### Problem statement
Reproduce precisely the lines of the listing below, starting with the line that contains "and node appearance." and stopping after the line that contains "in layout space."; include nothing else.

··· The data ···

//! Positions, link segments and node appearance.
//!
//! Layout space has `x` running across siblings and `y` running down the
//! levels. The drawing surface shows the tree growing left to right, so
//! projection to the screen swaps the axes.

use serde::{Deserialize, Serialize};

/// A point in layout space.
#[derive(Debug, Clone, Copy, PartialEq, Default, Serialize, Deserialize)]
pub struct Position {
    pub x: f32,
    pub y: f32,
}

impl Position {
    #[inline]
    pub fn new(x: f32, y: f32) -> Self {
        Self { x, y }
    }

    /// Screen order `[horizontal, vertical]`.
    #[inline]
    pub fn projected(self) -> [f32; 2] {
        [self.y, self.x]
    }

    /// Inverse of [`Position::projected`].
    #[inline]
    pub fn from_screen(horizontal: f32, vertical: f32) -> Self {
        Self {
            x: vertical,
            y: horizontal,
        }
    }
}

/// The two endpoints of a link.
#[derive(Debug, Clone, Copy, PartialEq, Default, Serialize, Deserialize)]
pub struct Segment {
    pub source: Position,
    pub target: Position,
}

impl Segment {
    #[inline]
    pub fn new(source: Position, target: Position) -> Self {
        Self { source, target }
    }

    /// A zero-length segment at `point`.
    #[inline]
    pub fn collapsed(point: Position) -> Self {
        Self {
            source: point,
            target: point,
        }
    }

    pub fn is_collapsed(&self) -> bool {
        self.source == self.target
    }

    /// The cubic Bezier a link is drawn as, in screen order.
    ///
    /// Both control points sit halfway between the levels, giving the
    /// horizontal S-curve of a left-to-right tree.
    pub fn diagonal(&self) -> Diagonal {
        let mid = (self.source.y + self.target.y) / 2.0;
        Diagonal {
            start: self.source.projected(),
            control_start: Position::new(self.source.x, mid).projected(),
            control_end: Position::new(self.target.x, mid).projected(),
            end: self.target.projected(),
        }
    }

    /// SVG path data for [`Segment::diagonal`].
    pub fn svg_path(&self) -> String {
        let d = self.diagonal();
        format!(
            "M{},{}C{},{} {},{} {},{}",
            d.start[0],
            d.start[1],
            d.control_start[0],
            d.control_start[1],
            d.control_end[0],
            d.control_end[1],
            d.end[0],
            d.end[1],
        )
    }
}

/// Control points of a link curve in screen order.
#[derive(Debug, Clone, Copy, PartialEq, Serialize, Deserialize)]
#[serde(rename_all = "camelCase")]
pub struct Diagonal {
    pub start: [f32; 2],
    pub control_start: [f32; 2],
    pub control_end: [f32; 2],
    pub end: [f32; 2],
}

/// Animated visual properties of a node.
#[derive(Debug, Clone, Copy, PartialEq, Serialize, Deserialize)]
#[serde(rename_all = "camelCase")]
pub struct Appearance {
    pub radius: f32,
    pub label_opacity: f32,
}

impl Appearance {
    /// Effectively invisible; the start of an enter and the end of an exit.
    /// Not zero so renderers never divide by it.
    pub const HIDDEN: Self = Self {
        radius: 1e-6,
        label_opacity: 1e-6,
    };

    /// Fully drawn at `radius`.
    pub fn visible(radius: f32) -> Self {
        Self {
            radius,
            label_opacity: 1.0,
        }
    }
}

···
··· The data ···

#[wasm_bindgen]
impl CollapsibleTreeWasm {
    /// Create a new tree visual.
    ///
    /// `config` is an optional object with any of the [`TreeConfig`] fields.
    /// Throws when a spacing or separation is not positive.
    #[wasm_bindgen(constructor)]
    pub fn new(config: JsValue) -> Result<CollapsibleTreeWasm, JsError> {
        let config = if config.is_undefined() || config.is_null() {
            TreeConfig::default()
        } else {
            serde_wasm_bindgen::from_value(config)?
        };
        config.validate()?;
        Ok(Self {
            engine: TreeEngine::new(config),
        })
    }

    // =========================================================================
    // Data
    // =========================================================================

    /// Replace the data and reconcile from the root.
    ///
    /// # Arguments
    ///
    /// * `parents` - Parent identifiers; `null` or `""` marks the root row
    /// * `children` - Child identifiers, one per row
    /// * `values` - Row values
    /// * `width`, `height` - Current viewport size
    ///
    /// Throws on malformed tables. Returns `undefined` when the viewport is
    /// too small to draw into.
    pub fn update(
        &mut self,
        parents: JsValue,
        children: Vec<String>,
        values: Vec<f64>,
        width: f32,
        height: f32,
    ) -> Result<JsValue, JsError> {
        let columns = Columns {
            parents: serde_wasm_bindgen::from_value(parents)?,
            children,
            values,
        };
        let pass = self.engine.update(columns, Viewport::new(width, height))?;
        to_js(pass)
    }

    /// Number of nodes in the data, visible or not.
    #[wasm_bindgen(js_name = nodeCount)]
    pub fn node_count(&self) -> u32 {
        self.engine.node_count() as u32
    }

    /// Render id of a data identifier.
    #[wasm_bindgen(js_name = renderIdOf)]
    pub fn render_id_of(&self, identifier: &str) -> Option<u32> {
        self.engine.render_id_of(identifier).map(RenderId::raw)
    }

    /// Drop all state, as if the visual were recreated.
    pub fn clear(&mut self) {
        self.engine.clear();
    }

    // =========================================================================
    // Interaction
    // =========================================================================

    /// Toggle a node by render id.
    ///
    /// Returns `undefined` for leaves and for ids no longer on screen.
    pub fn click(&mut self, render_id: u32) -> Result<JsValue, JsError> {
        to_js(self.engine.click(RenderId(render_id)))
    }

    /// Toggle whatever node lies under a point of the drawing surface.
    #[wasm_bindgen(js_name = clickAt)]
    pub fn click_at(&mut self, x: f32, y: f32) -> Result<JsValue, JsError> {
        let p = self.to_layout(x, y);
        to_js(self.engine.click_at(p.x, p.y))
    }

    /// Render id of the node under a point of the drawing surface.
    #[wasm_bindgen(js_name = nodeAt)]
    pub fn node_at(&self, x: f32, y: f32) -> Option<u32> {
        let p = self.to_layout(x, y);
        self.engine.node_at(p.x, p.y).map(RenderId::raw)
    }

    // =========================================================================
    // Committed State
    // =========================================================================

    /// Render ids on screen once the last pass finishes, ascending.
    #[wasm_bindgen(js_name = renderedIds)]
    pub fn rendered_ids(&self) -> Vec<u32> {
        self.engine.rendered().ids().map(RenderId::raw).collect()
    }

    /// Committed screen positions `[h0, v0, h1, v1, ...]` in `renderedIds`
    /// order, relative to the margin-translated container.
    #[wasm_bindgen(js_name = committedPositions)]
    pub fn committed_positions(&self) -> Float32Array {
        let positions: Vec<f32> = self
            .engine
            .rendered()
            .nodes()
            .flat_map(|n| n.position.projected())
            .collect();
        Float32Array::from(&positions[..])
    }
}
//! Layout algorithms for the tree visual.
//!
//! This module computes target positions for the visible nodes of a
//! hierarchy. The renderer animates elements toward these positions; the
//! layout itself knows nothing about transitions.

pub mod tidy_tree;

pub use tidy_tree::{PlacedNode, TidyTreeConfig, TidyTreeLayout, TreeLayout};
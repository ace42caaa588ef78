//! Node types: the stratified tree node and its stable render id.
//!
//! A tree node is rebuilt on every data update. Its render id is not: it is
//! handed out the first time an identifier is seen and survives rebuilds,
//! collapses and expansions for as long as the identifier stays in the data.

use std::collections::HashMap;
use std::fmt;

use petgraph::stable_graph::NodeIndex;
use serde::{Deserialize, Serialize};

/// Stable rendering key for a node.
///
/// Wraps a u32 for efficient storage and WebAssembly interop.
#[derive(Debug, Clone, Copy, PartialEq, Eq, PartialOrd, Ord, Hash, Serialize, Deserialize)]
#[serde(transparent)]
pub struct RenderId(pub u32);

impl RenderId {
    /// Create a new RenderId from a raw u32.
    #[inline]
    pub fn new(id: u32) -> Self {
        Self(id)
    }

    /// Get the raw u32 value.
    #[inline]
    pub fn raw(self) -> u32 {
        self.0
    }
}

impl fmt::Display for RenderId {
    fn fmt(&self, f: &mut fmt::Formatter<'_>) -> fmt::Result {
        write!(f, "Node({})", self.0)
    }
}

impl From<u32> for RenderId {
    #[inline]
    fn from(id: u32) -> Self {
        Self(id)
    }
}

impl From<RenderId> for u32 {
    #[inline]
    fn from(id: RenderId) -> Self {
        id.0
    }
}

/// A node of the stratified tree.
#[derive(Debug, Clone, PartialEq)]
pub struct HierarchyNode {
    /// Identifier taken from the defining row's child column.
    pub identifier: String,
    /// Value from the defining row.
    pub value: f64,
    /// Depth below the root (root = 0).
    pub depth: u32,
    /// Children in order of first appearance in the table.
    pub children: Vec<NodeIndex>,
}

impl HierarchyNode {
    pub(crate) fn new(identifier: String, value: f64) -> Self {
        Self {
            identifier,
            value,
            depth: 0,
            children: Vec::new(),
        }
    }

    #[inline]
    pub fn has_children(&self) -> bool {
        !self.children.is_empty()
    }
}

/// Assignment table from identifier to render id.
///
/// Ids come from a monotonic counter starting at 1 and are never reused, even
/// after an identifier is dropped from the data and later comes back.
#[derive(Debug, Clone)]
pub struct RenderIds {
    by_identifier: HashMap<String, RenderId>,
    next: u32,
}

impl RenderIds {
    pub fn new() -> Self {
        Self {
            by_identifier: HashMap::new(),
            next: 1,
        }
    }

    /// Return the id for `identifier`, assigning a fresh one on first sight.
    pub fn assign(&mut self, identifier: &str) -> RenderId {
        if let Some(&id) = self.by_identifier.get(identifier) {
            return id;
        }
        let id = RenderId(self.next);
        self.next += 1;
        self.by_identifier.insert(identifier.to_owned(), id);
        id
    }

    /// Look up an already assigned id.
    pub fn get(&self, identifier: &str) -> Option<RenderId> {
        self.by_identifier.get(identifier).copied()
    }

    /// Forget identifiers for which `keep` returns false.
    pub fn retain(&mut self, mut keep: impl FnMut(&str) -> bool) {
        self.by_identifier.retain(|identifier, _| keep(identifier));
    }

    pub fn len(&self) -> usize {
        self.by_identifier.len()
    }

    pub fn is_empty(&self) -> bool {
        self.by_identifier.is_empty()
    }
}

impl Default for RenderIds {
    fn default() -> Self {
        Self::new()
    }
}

···
··· The data ···

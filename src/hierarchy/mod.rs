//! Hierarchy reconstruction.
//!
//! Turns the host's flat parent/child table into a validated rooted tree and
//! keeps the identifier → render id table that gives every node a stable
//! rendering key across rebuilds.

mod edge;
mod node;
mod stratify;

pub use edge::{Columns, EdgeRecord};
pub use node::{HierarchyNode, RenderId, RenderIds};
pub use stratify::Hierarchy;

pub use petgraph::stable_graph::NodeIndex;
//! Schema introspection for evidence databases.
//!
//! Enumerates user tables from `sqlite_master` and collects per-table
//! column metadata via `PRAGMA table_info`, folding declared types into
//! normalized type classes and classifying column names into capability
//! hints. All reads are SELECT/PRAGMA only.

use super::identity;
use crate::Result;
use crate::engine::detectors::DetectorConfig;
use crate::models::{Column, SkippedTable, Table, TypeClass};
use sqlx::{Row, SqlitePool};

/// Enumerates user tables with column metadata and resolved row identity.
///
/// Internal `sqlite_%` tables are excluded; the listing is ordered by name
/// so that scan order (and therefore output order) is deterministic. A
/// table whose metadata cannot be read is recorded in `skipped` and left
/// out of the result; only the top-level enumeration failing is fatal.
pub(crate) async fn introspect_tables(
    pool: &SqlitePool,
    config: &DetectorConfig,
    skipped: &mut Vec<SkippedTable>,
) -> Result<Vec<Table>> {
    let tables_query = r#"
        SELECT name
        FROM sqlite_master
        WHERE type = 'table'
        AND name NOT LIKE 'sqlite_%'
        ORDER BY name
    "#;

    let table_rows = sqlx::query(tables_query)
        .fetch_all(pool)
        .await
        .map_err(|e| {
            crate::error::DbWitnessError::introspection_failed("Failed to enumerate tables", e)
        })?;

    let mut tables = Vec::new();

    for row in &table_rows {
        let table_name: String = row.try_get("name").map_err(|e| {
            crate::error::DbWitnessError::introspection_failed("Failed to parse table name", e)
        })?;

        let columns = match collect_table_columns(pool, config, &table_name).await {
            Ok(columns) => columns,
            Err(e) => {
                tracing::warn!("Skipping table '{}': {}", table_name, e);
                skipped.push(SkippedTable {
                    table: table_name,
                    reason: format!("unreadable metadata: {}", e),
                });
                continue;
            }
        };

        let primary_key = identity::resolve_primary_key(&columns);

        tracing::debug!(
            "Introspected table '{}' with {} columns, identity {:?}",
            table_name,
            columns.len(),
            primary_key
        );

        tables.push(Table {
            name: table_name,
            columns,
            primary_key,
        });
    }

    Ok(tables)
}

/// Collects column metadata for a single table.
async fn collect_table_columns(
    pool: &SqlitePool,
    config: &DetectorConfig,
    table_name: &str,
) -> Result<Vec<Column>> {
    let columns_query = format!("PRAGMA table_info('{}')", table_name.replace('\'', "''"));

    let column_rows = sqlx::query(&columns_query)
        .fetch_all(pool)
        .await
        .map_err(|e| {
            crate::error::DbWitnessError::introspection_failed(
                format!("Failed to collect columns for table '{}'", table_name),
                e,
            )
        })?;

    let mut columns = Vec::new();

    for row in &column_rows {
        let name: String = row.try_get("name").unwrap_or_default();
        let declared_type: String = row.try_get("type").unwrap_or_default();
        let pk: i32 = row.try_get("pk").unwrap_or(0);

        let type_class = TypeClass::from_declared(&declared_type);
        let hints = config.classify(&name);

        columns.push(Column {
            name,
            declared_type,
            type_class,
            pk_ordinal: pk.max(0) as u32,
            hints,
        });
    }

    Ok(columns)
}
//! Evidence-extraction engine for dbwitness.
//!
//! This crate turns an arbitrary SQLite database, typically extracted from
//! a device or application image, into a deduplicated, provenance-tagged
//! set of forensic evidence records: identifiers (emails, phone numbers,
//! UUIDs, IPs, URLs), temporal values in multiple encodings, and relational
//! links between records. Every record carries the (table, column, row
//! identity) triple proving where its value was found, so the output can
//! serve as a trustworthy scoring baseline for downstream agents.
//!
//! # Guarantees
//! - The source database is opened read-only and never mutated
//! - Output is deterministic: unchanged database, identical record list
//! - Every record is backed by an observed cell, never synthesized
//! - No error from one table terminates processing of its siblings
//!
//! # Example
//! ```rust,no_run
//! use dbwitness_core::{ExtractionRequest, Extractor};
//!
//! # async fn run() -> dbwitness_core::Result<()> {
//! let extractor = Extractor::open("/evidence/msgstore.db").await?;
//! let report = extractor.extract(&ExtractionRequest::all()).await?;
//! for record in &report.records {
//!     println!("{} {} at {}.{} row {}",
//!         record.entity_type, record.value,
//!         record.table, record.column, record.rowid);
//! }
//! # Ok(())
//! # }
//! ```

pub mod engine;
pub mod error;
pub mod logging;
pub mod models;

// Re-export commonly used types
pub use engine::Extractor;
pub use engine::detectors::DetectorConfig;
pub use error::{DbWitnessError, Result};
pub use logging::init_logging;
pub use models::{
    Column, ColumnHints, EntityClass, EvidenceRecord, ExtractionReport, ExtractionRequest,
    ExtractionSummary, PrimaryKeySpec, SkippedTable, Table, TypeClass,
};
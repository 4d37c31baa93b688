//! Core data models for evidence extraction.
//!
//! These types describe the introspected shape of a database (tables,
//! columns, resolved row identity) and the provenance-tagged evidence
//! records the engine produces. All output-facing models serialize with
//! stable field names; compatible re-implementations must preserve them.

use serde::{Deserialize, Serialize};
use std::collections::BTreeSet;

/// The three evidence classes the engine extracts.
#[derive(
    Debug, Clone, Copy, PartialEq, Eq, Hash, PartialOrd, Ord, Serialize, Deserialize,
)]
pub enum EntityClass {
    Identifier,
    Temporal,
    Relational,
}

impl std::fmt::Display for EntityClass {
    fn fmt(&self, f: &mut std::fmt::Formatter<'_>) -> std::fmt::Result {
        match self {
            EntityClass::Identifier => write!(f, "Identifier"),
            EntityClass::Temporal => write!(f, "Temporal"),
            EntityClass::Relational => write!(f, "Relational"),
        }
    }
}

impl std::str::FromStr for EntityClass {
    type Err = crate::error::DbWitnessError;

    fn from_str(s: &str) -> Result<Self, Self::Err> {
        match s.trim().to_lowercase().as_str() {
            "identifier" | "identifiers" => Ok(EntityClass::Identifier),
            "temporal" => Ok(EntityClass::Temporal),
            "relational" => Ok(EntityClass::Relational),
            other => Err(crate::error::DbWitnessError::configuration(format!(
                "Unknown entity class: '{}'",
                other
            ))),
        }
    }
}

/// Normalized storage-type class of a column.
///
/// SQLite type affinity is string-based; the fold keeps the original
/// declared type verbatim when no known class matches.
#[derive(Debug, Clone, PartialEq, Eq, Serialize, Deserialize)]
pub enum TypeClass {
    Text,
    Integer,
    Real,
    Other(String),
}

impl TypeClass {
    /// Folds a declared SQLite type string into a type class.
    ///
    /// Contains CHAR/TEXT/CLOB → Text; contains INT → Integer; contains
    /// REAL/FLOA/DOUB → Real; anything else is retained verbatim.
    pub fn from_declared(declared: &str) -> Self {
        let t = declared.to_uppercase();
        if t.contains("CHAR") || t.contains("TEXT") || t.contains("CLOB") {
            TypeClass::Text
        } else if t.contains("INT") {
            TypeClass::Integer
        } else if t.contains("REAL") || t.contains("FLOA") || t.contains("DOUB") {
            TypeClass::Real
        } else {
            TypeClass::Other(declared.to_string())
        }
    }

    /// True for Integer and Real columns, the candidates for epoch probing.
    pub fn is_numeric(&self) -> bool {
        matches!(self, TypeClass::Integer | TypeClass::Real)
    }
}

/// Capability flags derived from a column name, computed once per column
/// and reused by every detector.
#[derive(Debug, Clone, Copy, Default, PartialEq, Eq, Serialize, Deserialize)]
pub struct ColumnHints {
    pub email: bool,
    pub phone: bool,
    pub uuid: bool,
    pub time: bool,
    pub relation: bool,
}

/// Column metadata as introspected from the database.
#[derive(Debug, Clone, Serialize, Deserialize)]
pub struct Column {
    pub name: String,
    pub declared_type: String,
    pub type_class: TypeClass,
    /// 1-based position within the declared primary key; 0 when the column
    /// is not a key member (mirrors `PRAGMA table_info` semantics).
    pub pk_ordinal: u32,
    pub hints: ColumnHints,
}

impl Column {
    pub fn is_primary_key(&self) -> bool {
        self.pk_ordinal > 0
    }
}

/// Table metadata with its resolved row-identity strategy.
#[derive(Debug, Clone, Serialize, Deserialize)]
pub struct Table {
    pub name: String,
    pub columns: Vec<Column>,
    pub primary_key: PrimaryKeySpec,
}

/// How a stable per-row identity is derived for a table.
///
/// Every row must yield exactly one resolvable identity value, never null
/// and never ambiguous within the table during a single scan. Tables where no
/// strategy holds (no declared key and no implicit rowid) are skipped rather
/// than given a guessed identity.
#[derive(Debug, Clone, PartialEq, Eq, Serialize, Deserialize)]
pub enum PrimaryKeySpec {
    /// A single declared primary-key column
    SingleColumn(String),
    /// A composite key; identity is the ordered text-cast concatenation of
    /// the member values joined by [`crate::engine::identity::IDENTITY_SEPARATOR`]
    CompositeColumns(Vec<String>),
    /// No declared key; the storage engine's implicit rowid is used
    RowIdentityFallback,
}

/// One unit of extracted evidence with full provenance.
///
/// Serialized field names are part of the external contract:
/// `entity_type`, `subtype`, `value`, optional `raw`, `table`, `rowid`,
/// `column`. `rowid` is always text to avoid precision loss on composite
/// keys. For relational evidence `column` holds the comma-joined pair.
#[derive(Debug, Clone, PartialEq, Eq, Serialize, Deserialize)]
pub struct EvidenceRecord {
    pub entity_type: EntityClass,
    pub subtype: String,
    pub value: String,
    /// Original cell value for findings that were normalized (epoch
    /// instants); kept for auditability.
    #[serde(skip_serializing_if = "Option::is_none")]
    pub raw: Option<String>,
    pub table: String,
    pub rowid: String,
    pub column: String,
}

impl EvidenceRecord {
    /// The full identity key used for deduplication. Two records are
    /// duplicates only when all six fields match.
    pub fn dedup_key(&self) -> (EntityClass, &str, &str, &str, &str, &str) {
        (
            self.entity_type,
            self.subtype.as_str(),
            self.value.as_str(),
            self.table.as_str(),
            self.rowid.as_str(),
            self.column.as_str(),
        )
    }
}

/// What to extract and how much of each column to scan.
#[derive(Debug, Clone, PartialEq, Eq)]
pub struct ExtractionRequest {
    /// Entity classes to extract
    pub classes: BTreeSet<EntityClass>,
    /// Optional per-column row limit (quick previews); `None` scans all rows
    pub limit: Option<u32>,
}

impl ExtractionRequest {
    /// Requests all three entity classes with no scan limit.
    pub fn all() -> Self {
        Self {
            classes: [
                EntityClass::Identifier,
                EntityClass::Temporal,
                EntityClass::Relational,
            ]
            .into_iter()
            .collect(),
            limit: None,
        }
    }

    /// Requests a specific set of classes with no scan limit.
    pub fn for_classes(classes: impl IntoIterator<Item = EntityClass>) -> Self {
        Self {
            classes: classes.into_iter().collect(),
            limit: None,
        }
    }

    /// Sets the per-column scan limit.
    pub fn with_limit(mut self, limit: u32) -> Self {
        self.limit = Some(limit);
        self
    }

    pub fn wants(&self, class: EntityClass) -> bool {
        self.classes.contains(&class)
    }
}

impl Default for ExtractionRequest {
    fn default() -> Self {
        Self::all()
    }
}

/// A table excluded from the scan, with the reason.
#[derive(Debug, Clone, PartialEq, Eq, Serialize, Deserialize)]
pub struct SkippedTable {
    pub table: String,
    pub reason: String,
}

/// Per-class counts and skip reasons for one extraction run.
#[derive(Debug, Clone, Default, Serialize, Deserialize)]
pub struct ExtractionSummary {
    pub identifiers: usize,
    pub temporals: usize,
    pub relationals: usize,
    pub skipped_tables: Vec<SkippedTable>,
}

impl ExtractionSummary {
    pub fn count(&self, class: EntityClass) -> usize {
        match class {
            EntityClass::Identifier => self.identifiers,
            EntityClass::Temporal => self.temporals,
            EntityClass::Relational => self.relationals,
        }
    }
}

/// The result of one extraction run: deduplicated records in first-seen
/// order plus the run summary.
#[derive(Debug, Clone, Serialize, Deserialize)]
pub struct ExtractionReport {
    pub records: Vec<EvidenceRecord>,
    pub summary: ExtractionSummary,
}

···

### Written answer
//! Positions, link segments and node appearance.
//!
//! Layout space has `x` running across siblings and `y` running down the
//! levels. The drawing surface shows the tree growing left to right, so
//! projection to the screen swaps the axes.

use serde::{Deserialize, Serialize};

/// A point in layout space.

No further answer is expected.